Releasing February 6

For those who don't fancy two hours of Streep in a wimple, here's a paper-light romcom starring Jennifer Aniston, Scarlett Johansson and Drew Barrymore, based on the straight-talking dating manual of the same title.

It's not the last of these weird adaptations we'll see in 2009 - Hilary Swank has snapped up the film rights to French Women Don't Get Fat, the finger-wagging weight-loss manifesto that instructed us on how to be as slim as our eclair-scoffing Gallic sisters. Presumably the logic is that self-help books are to women what graphic novels are to men, and are therefore ripe for adaptation. Yikes.

Wendy and Lucy

Releasing February 6

This has been tipped as a terrific film: Kelly Reichardt's sombre tale of a homeless woman, Wendy (Michelle Williams), and her lost dog, Lucy. It doesn't sound like the sunniest watch (subplots revolve around the obstacle course of scumbags Wendy negotiates), so this is in danger of falling into the same let's-watch-something-fun-instead trap as Rachel Getting Married.

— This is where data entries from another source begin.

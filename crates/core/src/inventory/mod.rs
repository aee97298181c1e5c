//! Sock stock inventory: lots, movements, and the operations over them.
//!
//! [`InventoryService`] owns a [`StockStore`] handle passed in at
//! construction. Every operation re-reads the lot it touches and writes it
//! back with the version it read, so two racing writers on one lot cannot
//! both succeed. Conflicts are returned to the caller, never retried here.

pub mod batch;
pub mod model;
pub mod service;
pub mod store;

#[cfg(test)]
pub(crate) mod testing;

pub use batch::{BatchSummary, BATCH_COLUMNS};
pub use model::{Comparison, StockLot, StockLotValues, StockMovement, STOCK_LOT_ENTITY};
pub use service::InventoryService;
pub use store::StockStore;
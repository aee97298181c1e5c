//! PostgreSQL persistence for the sock stock service.

use sqlx::postgres::PgPoolOptions;

pub mod models;
pub mod repositories;
pub mod store;

pub use store::PgStockStore;

pub type DbPool = sqlx::PgPool;

/// Create a connection pool from a database URL.
pub async fn create_pool(database_url: &str, max_connections: u32) -> Result<DbPool, sqlx::Error> {
    PgPoolOptions::new()
        .max_connections(max_connections)
        .connect(database_url)
        .await
}

/// Verify the database answers a trivial query.
pub async fn health_check(pool: &DbPool) -> Result<(), sqlx::Error> {
    sqlx::query("SELECT 1").execute(pool).await?;
    Ok(())
}

/// Apply all pending migrations from `db/migrations`.
pub async fn run_migrations(pool: &DbPool) -> Result<(), sqlx::migrate::MigrateError> {
    sqlx::migrate!("../../db/migrations").run(pool).await
}
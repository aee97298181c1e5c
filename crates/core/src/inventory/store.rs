//! Persistence seam for stock lots.

use async_trait::async_trait;

use crate::error::CoreError;
use crate::inventory::model::{Comparison, StockLot, StockLotValues};
use crate::types::DbId;

/// Durable storage of stock lots with optimistic-concurrency writes.
///
/// Implementations map a lost version race (or a concurrent insert of the
/// same `(color, cotton_percentage)` pair) to [`CoreError::Conflict`] and any
/// storage failure to [`CoreError::Internal`].
#[async_trait]
pub trait StockStore: Send + Sync {
    /// Look up a lot by its business key.
    async fn find_by_key(
        &self,
        color: &str,
        cotton_percentage: i32,
    ) -> Result<Option<StockLot>, CoreError>;

    /// Look up a lot by its surrogate id.
    async fn find_by_id(&self, id: DbId) -> Result<Option<StockLot>, CoreError>;

    /// Insert a new lot at version 0.
    async fn insert(&self, values: &StockLotValues) -> Result<StockLot, CoreError>;

    /// Overwrite a lot's columns if its stored version still equals
    /// `expected_version`, bumping the version by one.
    async fn update(
        &self,
        id: DbId,
        expected_version: i32,
        values: &StockLotValues,
    ) -> Result<StockLot, CoreError>;

    /// Number of lots of `color` whose cotton percentage satisfies
    /// `comparison` against `cotton_percentage`.
    async fn count(
        &self,
        color: &str,
        comparison: Comparison,
        cotton_percentage: i32,
    ) -> Result<i64, CoreError>;
}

Still, dogs are generally perceived to be catnip to women. Look out for some seriously girly marketing of Beverly Hills Chihuahua (talking-dog comedy, January 19) and Marley and Me (labrador weepie, March 13).

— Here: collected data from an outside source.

//! Liveness and database reachability, mounted at the root (not under `/api`).

use axum::extract::State;
use axum::http::StatusCode;
use axum::{routing::get, Json, Router};
use serde::Serialize;

use crate::state::AppState;

#[derive(Debug, Serialize)]
pub struct HealthResponse {
    /// `"ok"` or `"degraded"`.
    pub status: &'static str,
    pub version: &'static str,
    pub db_healthy: bool,
}

/// GET /health
///
/// 200 while the stock database answers, 503 otherwise.
async fn health_check(State(state): State<AppState>) -> (StatusCode, Json<HealthResponse>) {
    let db_healthy = match sockstock_db::health_check(&state.pool).await {
        Ok(()) => true,
        Err(e) => {
            tracing::warn!(error = %e, "Stock database unreachable");
            false
        }
    };

    let (code, status) = if db_healthy {
        (StatusCode::OK, "ok")
    } else {
        (StatusCode::SERVICE_UNAVAILABLE, "degraded")
    };

    (
        code,
        Json(HealthResponse {
            status,
            version: env!("CARGO_PKG_VERSION"),
            db_healthy,
        }),
    )
}

pub fn router() -> Router<AppState> {
    Router::new().route("/health", get(health_check))
}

Confessions of a Shopaholic

Releasing February 20

Based on Sophie Kinsella's dubious chick-lit franchise, Isla Fisher stars as a girl with a shoe fetish who gets a job on an investment mag to pay off her spiralling debts - and frankly it's hard to imagine anyone with a brain popping along to this. But it may still prove a winner. Producer Denise Di Novi (whose snoozy romance Nights in Rodanthe failed to set the box office alight) credits the balance between 'real emotion and wish fulfilment' as the reason for Sex and the City's success, so expect more of that here.

The argument goes that Carrie Bradshaw may have been fabulously clad, adored by her pals and enviously slim, but she was also 42 and jilted at the altar. Likewise, then, a woman with a cupboard full of Jimmy Choos and a bedside drawer of unpaid bills may prove an empathetic heroine.

The Young Victoria

Releasing March 6

The success of Mamma Mia! was initially credited partly to artful programming: the musical opened in the US on the same weekend as The Dark Knight, in the hope of appealing to women unmoved by the thought of spending 140 minutes in the dark with Christian Bale.

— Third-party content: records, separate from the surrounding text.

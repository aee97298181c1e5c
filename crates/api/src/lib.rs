//! Sock stock API server library.
//!
//! Exposes the core building blocks (config, state, error handling, routes)
//! so integration tests and the binary entrypoint can both access them.

pub mod config;
pub mod error;
pub mod extract;
pub mod handlers;
pub mod response;
pub mod router;
pub mod routes;
pub mod state;
pub mod socks;
//! Domain layer for the sock stock service.
//!
//! Holds the error taxonomy, the stock lot model, the [`inventory::StockStore`]
//! persistence seam, and the business operations built on top of it. Nothing
//! here knows about HTTP or SQL.

pub mod error;
pub mod inventory;
pub mod types;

That same manoeuvre must be behind the decision to release this costume drama about Queen Victoria's early relationship with Prince Albert, against Watchmen - surely the most eagerly anticipated comic book adaptation yet.

Cadillac Records

Release date to be confirmed

It has taken a while for Hollywood to twig that Motown biopics are guaranteed winners: what's not to like about stonking tunes, enormous tantrums and tumultuous relationships? Dreamgirls (2006) is the pre-eminent example of the genre, but even Taylor Hackford's 2004 biopic Ray majored on the women in the Mr Charles's life.

Cadillac Records stars Beyonce Knowles as the singer Etta James, and looks set to go big on her many troubles with men and drugs as well as her superlative tune.